If you're like most people, you probably watched the Republican debate last night curled up in a ball, under a blanket, while you rocked yourself back and forth whispering, "This can't happen, this can't happen" over and over again.
Or as it's sometimes known, "a typical Republican debate viewing."
Well, now there's slightly less reason to worry about the invincibility of America's own racist, fascist inevitable Republican nominee, Donald Trump.
Because if the unthinkable happens and, come November, we're staring down the barrel of a Trump presidency, our fine neighbors to the north (and I do mean FOINE) are making it easier for people to immigrate to the Great White North.
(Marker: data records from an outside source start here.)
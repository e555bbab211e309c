//! The content driver: everything between the root start tag and the
//! root end tag, including general entity expansion.

use std::collections::HashSet;

use super::{Attribute, Attributes, DocumentScanner, Driver, EventKind, PendingRef, ScannerState, Step};
use crate::dtd::DtdProgress;
use crate::entity::{builtin_entity, EntityKind, InputSource, RequestKind, DTD_ENTITY};
use crate::error::{ErrorKind, ParseError};
use crate::namespace::{XMLNS_NAMESPACE, XML_NAMESPACE};
use crate::parser::{resolve_external, resolve_external_subset, scan_text_decl};
use crate::scanner::{NameType, XmlVersion};
use crate::security::Limit;
use crate::util::dict::Symbol;
use crate::util::qname::QName;

/// Replaces tab, line feed and carriage return in `value[from..]` with
/// spaces.
fn normalize_whitespace(value: &mut String, from: usize) {
    let is_ws = |c: char| matches!(c, '\t' | '\n' | '\r');
    if value[from..].contains(is_ws) {
        let tail: String = value[from..]
            .chars()
            .map(|c| if is_ws(c) { ' ' } else { c })
            .collect();
        value.truncate(from);
        value.push_str(&tail);
    }
}
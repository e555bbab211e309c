//! The document handler interface.
//!
//! A [`DocumentHandler`] receives the structural events of a scan in
//! document order. Every method has a default no-op body, so implementors
//! only override what they need.
//!
//! ```
//! use xmlscan::document::DocumentHandler;
//! use xmlscan::parser::{scan_str, ParseOptions};
//! use xmlscan::util::qname::QName;
//! use xmlscan::document::Attributes;
//!
//! struct Counter(usize);
//!
//! impl DocumentHandler for Counter {
//!     fn start_element(&mut self, _name: &QName, _attributes: &Attributes) {
//!         self.0 += 1;
//!     }
//!     fn empty_element(&mut self, _name: &QName, _attributes: &Attributes) {
//!         self.0 += 1;
//!     }
//! }
//!
//! let mut counter = Counter(0);
//! scan_str("<root><a/><b/></root>", &ParseOptions::default(), &mut counter).unwrap();
//! assert_eq!(counter.0, 3);
//! ```

use crate::entity::ResourceIdentifier;
use crate::error::ParseDiagnostic;
use crate::util::qname::QName;

/// One attribute of a start tag.
#[derive(Debug, Clone, PartialEq, Eq)]
pub struct Attribute {
    /// The attribute name; `uri` is filled in by namespace binding.
    pub name: QName,
    /// The normalised value.
    pub value: String,
}

/// The attributes of a start tag, in document order.
#[derive(Debug, Clone, Default, PartialEq, Eq)]
pub struct Attributes {
    list: Vec<Attribute>,
}

impl Attributes {
    /// Creates an empty list.
    #[must_use]
    pub fn new() -> Self {
        Self::default()
    }

    /// Number of attributes.
    #[must_use]
    pub fn len(&self) -> usize {
        self.list.len()
    }

    /// Returns `true` if there are no attributes.
    #[must_use]
    pub fn is_empty(&self) -> bool {
        self.list.is_empty()
    }

    /// The attribute at `index`.
    #[must_use]
    pub fn get(&self, index: usize) -> Option<&Attribute> {
        self.list.get(index)
    }

    /// Iterates over the attributes in document order.
    pub fn iter(&self) -> std::slice::Iter<'_, Attribute> {
        self.list.iter()
    }

    /// Looks up a value by qualified name.
    #[must_use]
    pub fn value(&self, rawname: &str) -> Option<&str> {
        self.list
            .iter()
            .find(|a| a.name.rawname == rawname)
            .map(|a| a.value.as_str())
    }

    /// Looks up a value by namespace URI and local name.
    #[must_use]
    pub fn value_ns(&self, uri: Option<&str>, localpart: &str) -> Option<&str> {
        self.list
            .iter()
            .find(|a| a.name.uri_str() == uri && a.name.localpart == localpart)
            .map(|a| a.value.as_str())
    }

    pub(crate) fn push(&mut self, attribute: Attribute) {
        self.list.push(attribute);
    }

    pub(crate) fn contains_rawname(&self, rawname: &str) -> bool {
        self.list.iter().any(|a| a.name.rawname == rawname)
    }

    pub(crate) fn as_mut_slice(&mut self) -> &mut [Attribute] {
        &mut self.list
    }

    pub(crate) fn retain(&mut self, keep: impl FnMut(&Attribute) -> bool) {
        self.list.retain(keep);
    }
}

impl<'a> IntoIterator for &'a Attributes {
    type Item = &'a Attribute;
    type IntoIter = std::slice::Iter<'a, Attribute>;

    fn into_iter(self) -> Self::IntoIter {
        self.list.iter()
    }
}

/// Receiver of scan events.
#[allow(unused_variables)]
pub trait DocumentHandler {
    /// Called once, before any other event.
    fn start_document(&mut self) {}

    /// The document's XML declaration.
    fn xml_decl(&mut self, version: &str, encoding: Option<&str>, standalone: Option<bool>) {}

    /// The text declaration of an external entity or external subset.
    fn text_decl(&mut self, version: Option<&str>, encoding: Option<&str>) {}

    /// The DOCTYPE declaration. Always precedes the root element.
    fn doctype_decl(&mut self, root_name: &str, public_id: Option<&str>, system_id: Option<&str>) {}

    /// An internal general or parameter entity declaration. Parameter
    /// entity names carry a leading `%`.
    fn internal_entity_decl(&mut self, name: &str, value: &str) {}

    /// An external parsed entity declaration.
    fn external_entity_decl(&mut self, name: &str, identifier: &ResourceIdentifier) {}

    /// An unparsed (`NDATA`) entity declaration.
    fn unparsed_entity_decl(&mut self, name: &str, identifier: &ResourceIdentifier, notation: &str) {}

    /// End of the internal and external DTD subsets.
    fn end_dtd(&mut self) {}

    /// A namespace prefix comes into scope (empty for the default namespace).
    fn start_prefix_mapping(&mut self, prefix: &str, uri: &str) {}

    /// A namespace prefix goes out of scope.
    fn end_prefix_mapping(&mut self, prefix: &str) {}

    /// A start tag.
    fn start_element(&mut self, name: &QName, attributes: &Attributes) {}

    /// An empty-element tag. No `end_element` follows.
    fn empty_element(&mut self, name: &QName, attributes: &Attributes) {}

    /// An end tag.
    fn end_element(&mut self, name: &QName) {}

    /// Character data.
    fn characters(&mut self, text: &str) {}

    /// Start of a CDATA section; its text arrives through `characters`.
    fn start_cdata(&mut self) {}

    /// End of a CDATA section.
    fn end_cdata(&mut self) {}

    /// A comment.
    fn comment(&mut self, text: &str) {}

    /// A processing instruction.
    fn processing_instruction(&mut self, target: &str, data: &str) {}

    /// A general entity starts expanding in content. Character and
    /// built-in references are reported this way when notification of them
    /// is enabled, with names like `#65`, `#x41` or `amp`.
    fn start_general_entity(&mut self, name: &str, identifier: Option<&ResourceIdentifier>) {}

    /// A general entity finished expanding.
    fn end_general_entity(&mut self, name: &str) {}

    /// An entity reference that was not expanded, because the entity is
    /// undeclared or its external text was not available.
    fn skipped_entity(&mut self, name: &str) {}

    /// Called once, after the last event.
    fn end_document(&mut self) {}

    /// A warning.
    fn warning(&mut self, diagnostic: &ParseDiagnostic) {}

    /// A recoverable error.
    fn error(&mut self, diagnostic: &ParseDiagnostic) {}

    /// A fatal error scanning recovered from.
    fn fatal_error(&mut self, diagnostic: &ParseDiagnostic) {}
}

/// A handler that ignores everything.
#[derive(Debug, Default, Clone, Copy)]
pub struct DefaultHandler;

impl DocumentHandler for DefaultHandler {}
// SPDX-License-Identifier: AGPL-3.0-or-later
//
// Copyright (C) 2026 Relational Network

//! # Runtime Configuration
//!
//! This module defines environment variable names and default values used
//! throughout the application. Configuration is loaded from the environment
//! at startup.
//!
//! ## Environment Variables
//!
//! | Variable | Description | Default |
//! |----------|-------------|---------|
//! | `TELEGRAM_BOT_TOKEN` | Bot token from BotFather, used to verify signatures | Required |
//! | `HOST` | Server bind address | `0.0.0.0` |
//! | `PORT` | Server bind port | `8080` |
//! | `LOG_FORMAT` | Logging format (`json` or `pretty`) | `pretty` |
//! | `RUST_LOG` | Log level filter | `info,tower_http=debug` |

use std::net::SocketAddr;

/// Environment variable name for the Telegram bot token.
///
/// The token is the shared secret behind every Login Widget and Mini App
/// signature. It is never logged.
pub const BOT_TOKEN_ENV: &str = "TELEGRAM_BOT_TOKEN";

pub const HOST_ENV: &str = "HOST";
pub const PORT_ENV: &str = "PORT";

/// `json` for structured logs, anything else for human-readable output.
pub const LOG_FORMAT_ENV: &str = "LOG_FORMAT";

pub const DEFAULT_HOST: &str = "0.0.0.0";
pub const DEFAULT_PORT: u16 = 8080;
pub const DEFAULT_LOG_FILTER: &str = "info,tower_http=debug";

/// Placeholder token for local development builds (`--features dev`).
#[cfg(feature = "dev")]
pub const DEV_BOT_TOKEN: &str = "0:development-only-token";

#[derive(Debug, thiserror::Error)]
pub enum ConfigError {
    #[error("TELEGRAM_BOT_TOKEN is not set")]
    MissingBotToken,

    #[error("PORT is not a valid port: {0}")]
    InvalidPort(String),

    #[error("invalid bind address: {0}")]
    InvalidBindAddress(String),
}

/// Log output format.
#[derive(Debug, Clone, Copy, PartialEq, Eq, Default)]
pub enum LogFormat {
    Json,
    #[default]
    Pretty,
}

impl LogFormat {
    pub fn from_env() -> Self {
        match std::env::var(LOG_FORMAT_ENV) {
            Ok(value) if value.eq_ignore_ascii_case("json") => LogFormat::Json,
            _ => LogFormat::Pretty,
        }
    }
}

/// Startup configuration.
#[derive(Clone)]
pub struct AppConfig {
    pub bot_token: String,
    pub bind_addr: SocketAddr,
}

impl std::fmt::Debug for AppConfig {
    fn fmt(&self, f: &mut std::fmt::Formatter<'_>) -> std::fmt::Result {
        f.debug_struct("AppConfig")
            .field("bot_token", &"<redacted>")
            .field("bind_addr", &self.bind_addr)
            .finish()
    }
}

impl AppConfig {
    /// Load configuration from the process environment.
    pub fn from_env() -> Result<Self, ConfigError> {
        Self::from_lookup(|name| std::env::var(name).ok())
    }

    /// Load configuration through an arbitrary variable lookup.
    pub fn from_lookup<F>(lookup: F) -> Result<Self, ConfigError>
    where
        F: Fn(&str) -> Option<String>,
    {
        let bot_token = match lookup(BOT_TOKEN_ENV).filter(|token| !token.trim().is_empty()) {
            Some(token) => token,
            None => fallback_bot_token()?,
        };

        let host = lookup(HOST_ENV).unwrap_or_else(|| DEFAULT_HOST.to_string());
        let port = match lookup(PORT_ENV) {
            Some(raw) => raw
                .trim()
                .parse::<u16>()
                .map_err(|_| ConfigError::InvalidPort(raw.clone()))?,
            None => DEFAULT_PORT,
        };

        let bind_addr = format!("{host}:{port}")
            .parse()
            .map_err(|_| ConfigError::InvalidBindAddress(format!("{host}:{port}")))?;

        Ok(Self {
            bot_token,
            bind_addr,
        })
    }
}

#[cfg(feature = "dev")]
fn fallback_bot_token() -> Result<String, ConfigError> {
    tracing::warn!(
        "TELEGRAM_BOT_TOKEN is not set, using the development placeholder token; signatures from real bots will not verify"
    );
    Ok(DEV_BOT_TOKEN.to_string())
}

#[cfg(not(feature = "dev"))]
fn fallback_bot_token() -> Result<String, ConfigError> {
    Err(ConfigError::MissingBotToken)
}
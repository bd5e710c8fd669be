// SPDX-License-Identifier: AGPL-3.0-or-later
//
// Copyright (C) 2026 Relational Network

//! Bot token handling and per-channel key derivation.

use std::sync::Arc;

use hmac::{Hmac, Mac};
use sha2::{Digest, Sha256};

use super::{AuthError, ChannelKind};

pub(crate) type HmacSha256 = Hmac<Sha256>;

/// Constant message for the Mini App key derivation.
const WEB_APP_DATA: &[u8] = b"WebAppData";

/// Telegram bot token issued by BotFather.
///
/// Immutable once constructed. The `Debug` output never includes the token.
#[derive(Clone)]
pub struct BotToken(Arc<[u8]>);

impl BotToken {
    /// Wrap a bot token, rejecting an empty one.
    pub fn new(token: impl AsRef<[u8]>) -> Result<Self, AuthError> {
        let token = token.as_ref();
        if token.is_empty() {
            return Err(AuthError::EmptySecret);
        }
        Ok(Self(Arc::from(token)))
    }

    pub(crate) fn expose(&self) -> &[u8] {
        &self.0
    }
}

impl std::fmt::Debug for BotToken {
    fn fmt(&self, f: &mut std::fmt::Formatter<'_>) -> std::fmt::Result {
        f.write_str("BotToken(<redacted>)")
    }
}

/// Derive the 32-byte HMAC key for a channel.
///
/// - Widget: `SHA-256(token)`
/// - Mini App: `HMAC-SHA-256(key = token, message = "WebAppData")`
pub fn derive_secret_key(token: &BotToken, channel: ChannelKind) -> [u8; 32] {
    match channel {
        ChannelKind::Widget => Sha256::digest(token.expose()).into(),
        ChannelKind::MiniApp => {
            let mut mac = HmacSha256::new_from_slice(token.expose())
                .expect("HMAC-SHA256 accepts keys of any length");
            mac.update(WEB_APP_DATA);
            mac.finalize().into_bytes().into()
        }
    }
}
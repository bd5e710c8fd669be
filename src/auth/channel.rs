// SPDX-License-Identifier: AGPL-3.0-or-later
//
// Copyright (C) 2026 Relational Network

//! Delivery channel detection.

use serde_json::{Map, Value};

use super::payload::NormalizedClaims;

/// Telegram mechanism that produced a claim payload.
#[derive(Debug, Clone, Copy, PartialEq, Eq, Hash)]
pub enum ChannelKind {
    /// Login Widget: identity fields sit at the top level.
    Widget,
    /// Mini App: identity fields are a JSON object under `user`.
    MiniApp,
}

impl std::fmt::Display for ChannelKind {
    fn fmt(&self, f: &mut std::fmt::Formatter<'_>) -> std::fmt::Result {
        match self {
            ChannelKind::Widget => write!(f, "widget"),
            ChannelKind::MiniApp => write!(f, "mini_app"),
        }
    }
}

/// Classify claims by shape.
///
/// 1. a non-blank top-level `id` means Widget
/// 2. a non-blank `user` holding a JSON object with a non-null `id` means MiniApp
/// 3. anything else falls back to Widget
///
/// The `hash` field may still be present.
pub fn classify(claims: &NormalizedClaims) -> ChannelKind {
    if claims.non_blank("id").is_some() {
        return ChannelKind::Widget;
    }

    if mini_app_user(claims).is_some() {
        return ChannelKind::MiniApp;
    }

    if claims.non_blank("user").is_some() {
        // Falls back to the widget key. A forged `user` that fails to parse
        // is then rejected by the signature check, not here.
        tracing::debug!("`user` claim is not a Mini App user object, treating payload as widget");
    }

    ChannelKind::Widget
}

/// The decoded Mini App `user` object, when the claims carry one.
///
/// Parse failures are soft: they yield `None` rather than an error.
pub(crate) fn mini_app_user(claims: &NormalizedClaims) -> Option<Map<String, Value>> {
    let raw = claims.non_blank("user")?;

    match serde_json::from_str::<Value>(raw) {
        Ok(Value::Object(user)) if user.get("id").is_some_and(|id| !id.is_null()) => Some(user),
        _ => None,
    }
}
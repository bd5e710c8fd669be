// SPDX-License-Identifier: AGPL-3.0-or-later
//
// Copyright (C) 2026 Relational Network

use axum::{
    http::StatusCode,
    response::{IntoResponse, Response},
    Json,
};
use serde::Serialize;

#[derive(Debug)]
pub struct ApiError {
    pub status: StatusCode,
    pub message: String,
}

#[derive(Serialize)]
struct ErrorBody {
    error: String,
}

impl ApiError {
    fn new(status: StatusCode, message: impl Into<String>) -> Self {
        Self {
            status,
            message: message.into(),
        }
    }

    pub fn not_found(message: impl Into<String>) -> Self {
        Self::new(StatusCode::NOT_FOUND, message)
    }
}

impl IntoResponse for ApiError {
    fn into_response(self) -> Response {
        let body = Json(ErrorBody {
            error: self.message,
        });
        (self.status, body).into_response()
    }
}
// SPDX-License-Identifier: AGPL-3.0-or-later
//
// Copyright (C) 2026 Relational Network

//! Telegram Unified Auth - Login Widget & Mini App Verification
//!
//! This crate verifies that identity claims really come from Telegram,
//! whether they arrive through the redirect-based Login Widget or through a
//! Mini App's `initData`, and projects them into one identity record.
//!
//! ## Modules
//!
//! - `auth` - Claim normalization, channel detection, signature verification
//! - `api` - HTTP API handlers (Axum)
//! - `config` - Environment configuration

pub mod api;
pub mod auth;
pub mod config;
pub mod error;
pub mod state;
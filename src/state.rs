// SPDX-License-Identifier: AGPL-3.0-or-later
//
// Copyright (C) 2026 Relational Network

use std::sync::Arc;

use crate::auth::TelegramAuth;

#[derive(Clone)]
pub struct AppState {
    pub auth: Arc<TelegramAuth>,
}

impl AppState {
    pub fn new(auth: TelegramAuth) -> Self {
        Self {
            auth: Arc::new(auth),
        }
    }
}
// SPDX-License-Identifier: AGPL-3.0-or-later
//
// Copyright (C) 2026 Relational Network

//! Data-check string construction.

use super::payload::NormalizedClaims;

/// Claim holding the asserted signature. Never part of the signed content.
pub const HASH_FIELD: &str = "hash";

/// Build the exact string Telegram signed.
///
/// Every claim except `hash`, sorted by key in byte order, rendered as
/// `key=value` and joined with `\n`. Values are emitted verbatim: an `=` or a
/// newline inside a value is not escaped.
pub fn data_check_string(claims: &NormalizedClaims) -> String {
    claims
        .iter()
        .filter(|(key, _)| *key != HASH_FIELD)
        .map(|(key, value)| format!("{key}={value}"))
        .collect::<Vec<_>>()
        .join("\n")
}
In addition to removing "terrorism" and "crimes against the national interest" as reasons to revoke citizenship (as opposed to simply trying those suspects as Canadians), the Canadian Press also reports that the Canadian government is making things a little bit speedier with the introduction of a new citizenship bill:
"The bill also shortens the length of time someone must be physically present in Canada before qualifying for citizenship, and allows time already spent as permanent residents to count towards the residency requirement."
Right now it takes six years of living in Canada to become a citizen.
By that point, Trump might be out of office or the country might be a burning pile of rubble, well on its way to the Hunger Games future that we've been promised by our culture.
("We're gonna have a bunch of kids killing each other. We'll televise it. I know how to do it, because I've produced excellent TV before. Just wonderful TV. So don't worry, our Hunger Games ratings will be yuge." Trump in two years, probably.)
But if the bill passes, that requirement will be three years.
You can be a Canadian citizen enjoying free universal health care before Trump's second term. Of course, it might not matter.
It's only a matter of time before President Trump is so threatened by Justin Trudeau's boyish good looks that he just nukes the entire thing and claims it as the 51st state.